Die Martin-Luther-Kirche Schönheide ist ein historisch bedeutsames Wahrzeichen des gleichnamigen Ortes und ein prägendes Element der regionalen Kulturlandschaft. Ihre Ursprünge reichen bis ins Jahr 1537 zurück, als der Waldarbeiter Urban Männel eine Hütte auf den Fluren der „Schönen Heide“ errichtete. Erst 1543 wurde die Gemeinde offiziell gegründet, doch der wirtschaftliche Aufschwung gestattete zunächst nur den Bau einer bescheidenen Friedhofskapelle auf dem heutigen Rathausplatz – dieser diente über drei Jahrhunderte als Gottesacker.

Der älteste Teil der heutigen Kirche ist der 1596 errichtete Turm, der 1692 mit einem achteckigen Aufbau versehen wurde und bis heute mit seiner 43,5 Meter hohen Turmspitze das Ortsbild prägt. Im Glockenstuhl beherbergt er drei Glocken und verkörpert damit den Kern der frühen Sakralarchitektur. Erst im 17. Jahrhundert folgte mit Pfarrer Johann Christoph Vogel 1677 die Ernennung zum ersten selbstständigen Gemeindepfarrer, der in ein neu erbautes Pfarrhaus einzog – ein Meilenstein für die institutionelle Verankerung der Kirchengemeinde.

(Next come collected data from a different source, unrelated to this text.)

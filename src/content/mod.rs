//! Content module - post sources, rendering, sanitization and listing

mod dom;
mod error;
pub mod index;
pub mod loader;
mod markdown;
mod metadata;
mod post;
mod sanitize;

pub use error::PostError;
pub use index::PostIndex;
pub use loader::PostLoader;
pub use markdown::{apply_presentation_classes, MarkdownRenderer, HIGHLIGHT_MARKER};
pub use metadata::{excerpt, Metadata, DEFAULT_AUTHOR, EXCERPT_LENGTH};
pub use post::{today, PageMeta, Post, PostSummary};
pub use sanitize::sanitize;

Die prägendste Umgestaltung erfuhr die Kirche im frühen 20. Jahrhundert, als die Industrialisierung der Region durch die Familien von Querfurth (Eisenwerk Schönheiderhammer) und Flemming (Flamingo Bürstenwerke) finanzielle Mittel für einen umfassenden Neubau bereitstellten. 1902 entstand im Stil des Neobarock ein neuer Kirchenraum mit einer opulenten Stuckdecke in 15 Metern Höhe, die an Rokoko-Balustraden erinnert und an hunderten Drähten von der ursprünglichen Decke hängt. An der Ostseite wurden eine Sakristei sowie zwei von Familienwappen gekrönte Logen für die Förderer errichtet, während die Westseite mit einer neuen Orgel ausgestattet wurde.

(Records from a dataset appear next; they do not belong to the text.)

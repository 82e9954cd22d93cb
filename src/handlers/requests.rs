use std::sync::Arc;

use axum::{
    extract::{
        rejection::{JsonRejection, PathRejection, QueryRejection},
        Path, Query, State,
    },
    http::StatusCode,
    Json,
};
use serde::Deserialize;
use uuid::Uuid;

use super::{default_direction, default_page_size, merge, parse_date, require_project, AppError};
use crate::error::ValidationError;
use crate::model::{NewRequestRecord, RequestListItem, RequestRecord};
use crate::query::{Page, PageRequest, RecordFilter, RecordSortField, SortDirection};
use crate::AppState;

#[derive(Debug, Deserialize)]
#[serde(rename_all = "camelCase")]
pub struct ProjectQuery {
    #[serde(default)]
    pub project_id: String,
}

#[derive(Debug, Deserialize)]
#[serde(rename_all = "camelCase")]
pub struct SearchQuery {
    #[serde(default)]
    pub project_id: String,
    #[serde(default)]
    pub search: String,
    #[serde(default)]
    pub page: i64,
    #[serde(default = "default_page_size")]
    pub size: i64,
}

impl SearchQuery {
    pub(crate) fn validate(&self) -> Result<PageRequest, ValidationError> {
        let mut errors = ValidationError::default();
        require_project(&mut errors, &self.project_id);
        let page = PageRequest::new(self.page, self.size);
        merge(&mut errors, [page.as_ref().err()]);
        errors.into_result()?;
        page
    }
}

#[derive(Debug, Deserialize)]
#[serde(rename_all = "camelCase")]
pub struct RecordTableQuery {
    #[serde(default)]
    pub project_id: String,
    pub method: Option<String>,
    pub response_status: Option<u16>,
    pub start_date: Option<String>,
    pub end_date: Option<String>,
    pub search: Option<String>,
    #[serde(default = "default_record_sort")]
    pub sort_by: String,
    #[serde(default = "default_direction")]
    pub sort_direction: String,
    #[serde(default)]
    pub page: i64,
    #[serde(default = "default_page_size")]
    pub size: i64,
}

fn default_record_sort() -> String {
    "createdAt".into()
}

// ─── POST /api/requests ──────────────────────────────────────────

pub async fn create(
    State(state): State<Arc<AppState>>,
    payload: Result<Json<NewRequestRecord>, JsonRejection>,
) -> Result<(StatusCode, Json<RequestRecord>), AppError> {
    let Json(payload) = payload?;
    let saved = state.ingest.create(payload).await?;
    Ok((StatusCode::CREATED, Json(saved)))
}

// ─── GET /api/requests/:id ───────────────────────────────────────

pub async fn get_by_id(
    State(state): State<Arc<AppState>>,
    id: Result<Path<Uuid>, PathRejection>,
) -> Result<Json<RequestRecord>, AppError> {
    let Path(id) = id?;
    Ok(Json(state.queries.record(id).await?))
}

// ─── GET /api/requests/list ──────────────────────────────────────

pub async fn list(
    State(state): State<Arc<AppState>>,
    query: Result<Query<ProjectQuery>, QueryRejection>,
) -> Result<Json<Vec<RequestListItem>>, AppError> {
    let Query(q) = query?;
    let mut errors = ValidationError::default();
    require_project(&mut errors, &q.project_id);
    errors.into_result()?;
    Ok(Json(state.queries.record_list(&q.project_id).await?))
}

// ─── GET /api/requests/table ─────────────────────────────────────

pub async fn table(
    State(state): State<Arc<AppState>>,
    query: Result<Query<RecordTableQuery>, QueryRejection>,
) -> Result<Json<Page<RequestRecord>>, AppError> {
    let Query(q) = query?;
    let mut errors = ValidationError::default();
    require_project(&mut errors, &q.project_id);
    let filter = RecordFilter {
        method: q.method.filter(|m| !m.is_empty()),
        response_status: q.response_status,
        start_date: parse_date(&mut errors, "startDate", q.start_date.as_deref()),
        end_date: parse_date(&mut errors, "endDate", q.end_date.as_deref()),
        search: q.search,
    };
    let sort_by = RecordSortField::parse(&q.sort_by);
    let page = PageRequest::new(q.page, q.size);
    merge(&mut errors, [sort_by.as_ref().err(), page.as_ref().err()]);
    errors.into_result()?;
    let (sort_by, page) = (sort_by?, page?);

    let result = state
        .queries
        .record_table(
            &q.project_id,
            &filter,
            sort_by,
            SortDirection::parse(&q.sort_direction),
            page,
        )
        .await?;
    Ok(Json(result))
}

// ─── GET /api/requests/search ────────────────────────────────────

pub async fn search(
    State(state): State<Arc<AppState>>,
    query: Result<Query<SearchQuery>, QueryRejection>,
) -> Result<Json<Page<RequestRecord>>, AppError> {
    let Query(q) = query?;
    let page = q.validate()?;
    Ok(Json(state.queries.record_search(&q.project_id, &q.search, page).await?))
}

// ─── GET /api/requests/count ─────────────────────────────────────

pub async fn count(
    State(state): State<Arc<AppState>>,
    query: Result<Query<ProjectQuery>, QueryRejection>,
) -> Result<Json<u64>, AppError> {
    let Query(q) = query?;
    let mut errors = ValidationError::default();
    require_project(&mut errors, &q.project_id);
    errors.into_result()?;
    Ok(Json(state.queries.record_count(&q.project_id).await?))
}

Ein besonderes Juwel ist der älteste Kronleuchter der Kirche, der bereits 1708 geschaffen wurde und später durch weitere ähnliche Leuchter ergänzt wurde. Die barocke Trampelie-Orgel an der Ostseite musste dabei weichen, um Platz für den neugestalteten Chorraum zu schaffen. Die Kirche vereint so auf einzigartige Weise historische Elemente mit den Spuren der regionalen Wirtschaftsgeschichte – ein Zeugnis für die Verbindung von Glauben, Tradition und industriellem Aufschwung.

Heute steht die Martin-Luther-Kirche Schönheide unter der Leitung eines engagierten Kirchenvorstands, der sich seit 1996 für die lebendige Weiterentwicklung der Gemeinde einsetzt. Mit dem Ziel, Brücken zwischen Jung und Alt zu bauen und moderne, familienfreundliche Angebote zu schaffen, bewahrt sie gleichzeitig die historische Substanz. Barrierefreiheit wird großgeschrieben: Rollstuhlgerechter Zugang und Parkplatz ermöglichen allen Besuchern den Zugang zu diesem kulturellen Schatz. Die Kirche bleibt damit nicht nur ein Ort der Andacht, sondern auch ein Ort der Begegnung und des regionalen Stolzes.